El Estado policía, como bien sabemos, se montó sobre la base de habilitaciones indeterminadas para invadir la esfera de las libertades de las personas. Tales prácticas quedaron sepultadas tras el triunfo del Estado de Derecho y la democracia. Sin embargo, el Estado policía reaparece y resucita, como testimonia la historia y acredita este tiempo tan complicado, en ambientes de control y dominación social en los que las restricciones, las limitaciones a las libertades son constantes y en los que la población, amedrentada ante la permanente presencia policial, se encuentra amedrentada, impotente ante la colosal operación de agitación y propaganda existente. Por eso, no hay más remedio que recordar las verdades del barquero y traer a la memoria que la lucha por las libertades siempre vale la pena, sobre todo en tiempos en que están amenazadas, tal y como acontece en el marco de esta pandemia, laboratorio de ensayos totalitarios en tantas latitudes.
Pues bien, en virtud del principio de legalidad en materia de derechos fundamentales, sus restricciones, como dispone el artículo 53 de la Constitución, solo pueden hacerse en norma con rango de ley en la que, lógicamente, se establezca el régimen de dichas limitaciones de forma precisa, concreta y detallada. Tal afirmación, la reclama la naturaleza de Ordenamiento de precisión y concreción que caracteriza el Derecho Administrativo y la corrobora la práctica jurídica que, por ejemplo, se está llevando a cabo en países como Francia, Alemania y Reino Unido donde su legislación, como es lógico, parte de estos principios.
En efecto, es menester tener presente que en estos países de tanta tradición democrática se han aprobado, para justificar restricciones en el ejercicio de determinados derechos fundamentales con ocasión de la pandemia, leyes específicas en las que se ha concretado y determinado, como debe ser, el alcance de las limitaciones de forma minuciosa, enumerando las libertades objeto de la restricción así como las condiciones, garantías y controles que definen el régimen de la restricción en cada caso.
Sabemos que hoy el Parlamento está amordazado, secuestrado y que ha perdido el protagonismo que le corresponde, precisamente cuando el Poder ejecutivo más controles políticos debería necesitar a causa de un Estado de alarma de dudosa constitucionalidad en cuya virtud se atribuyen al Gobierno más extensas e intensas potestades que en situaciones ordinarias.
La sede de la soberanía popular debe ser, justamente durante la emergencia sanitaria, el reino de la razón, del diálogo y de la búsqueda de acuerdos que hagan posible la adopción de medidas que de verdad se dirijan, única y exclusivamente, a la mejora de las condiciones de vida de las personas, sobre todo a la protección del derecho a la salud.
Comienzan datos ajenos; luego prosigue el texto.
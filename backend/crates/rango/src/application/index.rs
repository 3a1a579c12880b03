//! Index Use Case
//!
//! The most liked categories and the most viewed pages.

use std::sync::Arc;

use crate::application::config::RangoConfig;
use crate::domain::entities::{Category, Page};
use crate::domain::repository::{CategoryRepository, PageRepository};
use crate::error::RangoResult;

#[derive(Debug, Clone)]
pub struct IndexOutput {
    pub categories: Vec<Category>,
    pub pages: Vec<Page>,
}

pub struct IndexUseCase<C, P>
where
    C: CategoryRepository,
    P: PageRepository,
{
    category_repo: Arc<C>,
    page_repo: Arc<P>,
    config: Arc<RangoConfig>,
}

impl<C, P> IndexUseCase<C, P>
where
    C: CategoryRepository,
    P: PageRepository,
{
    pub fn new(category_repo: Arc<C>, page_repo: Arc<P>, config: Arc<RangoConfig>) -> Self {
        Self {
            category_repo,
            page_repo,
            config,
        }
    }

    pub async fn execute(&self) -> RangoResult<IndexOutput> {
        let limit = self.config.listing_limit;
        let categories = self.category_repo.top_by_likes(limit).await?;
        let pages = self.page_repo.top_by_views(limit).await?;

        Ok(IndexOutput { categories, pages })
    }
}

#[cfg(test)]
mod tests {
    use super::*;
    use crate::domain::value_objects::{CategoryName, PageTitle, PageUrl};
    use crate::infra::memory::MemoryRangoRepository;

    async fn seed(repo: &MemoryRangoRepository) {
        for (name, likes) in [
            ("Python", 64),
            ("Django", 32),
            ("Other Frameworks", 16),
            ("Rust", 128),
            ("Go", 8),
            ("Perl", 1),
        ] {
            let mut category = Category::new(CategoryName::new(name).unwrap());
            category.likes = likes;
            CategoryRepository::create(repo, &category).await.unwrap();

            for views in [3, likes] {
                let mut page = Page::new(
                    category.id,
                    PageTitle::new(&format!("{name} {views}")).unwrap(),
                    PageUrl::new("http://example.com/").unwrap(),
                );
                page.views = views;
                PageRepository::create(repo, &page).await.unwrap();
            }
        }
    }

    #[tokio::test]
    async fn test_lists_top_five_of_each() {
        let repo = Arc::new(MemoryRangoRepository::new());
        seed(&repo).await;

        let output = IndexUseCase::new(repo.clone(), repo, Arc::new(RangoConfig::default()))
            .execute()
            .await
            .unwrap();

        let names: Vec<_> = output.categories.iter().map(|c| c.name.as_str()).collect();
        assert_eq!(names, ["Rust", "Python", "Django", "Other Frameworks", "Go"]);

        let views: Vec<_> = output.pages.iter().map(|p| p.views).collect();
        assert_eq!(views, [128, 64, 32, 16, 8]);
    }

    #[tokio::test]
    async fn test_empty_store() {
        let repo = Arc::new(MemoryRangoRepository::new());
        let output = IndexUseCase::new(repo.clone(), repo, Arc::new(RangoConfig::default()))
            .execute()
            .await
            .unwrap();

        assert!(output.categories.is_empty());
        assert!(output.pages.is_empty());
    }
}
Por eso, porque estamos en un régimen parlamentario, que importante es que el Poder legislativo ocupe el lugar que por derecho propio y por mandato constitucional le corresponde y que en su seno se teja el ambiente de entendimiento imprescindible para que el principio de legalidad siga siendo el marco jurídico para las restricciones de los derechos fundamentales en tiempos de pandemia, tal y como demanda un Estado democrático como el nuestro. Realmente, ¿es tanto pedir que se cumpla la Constitución y el resto del Ordenamiento jurídico? ¿Por qué algo que sabe cualquier estudiante de primero de Derecho es tan complicado de implementar?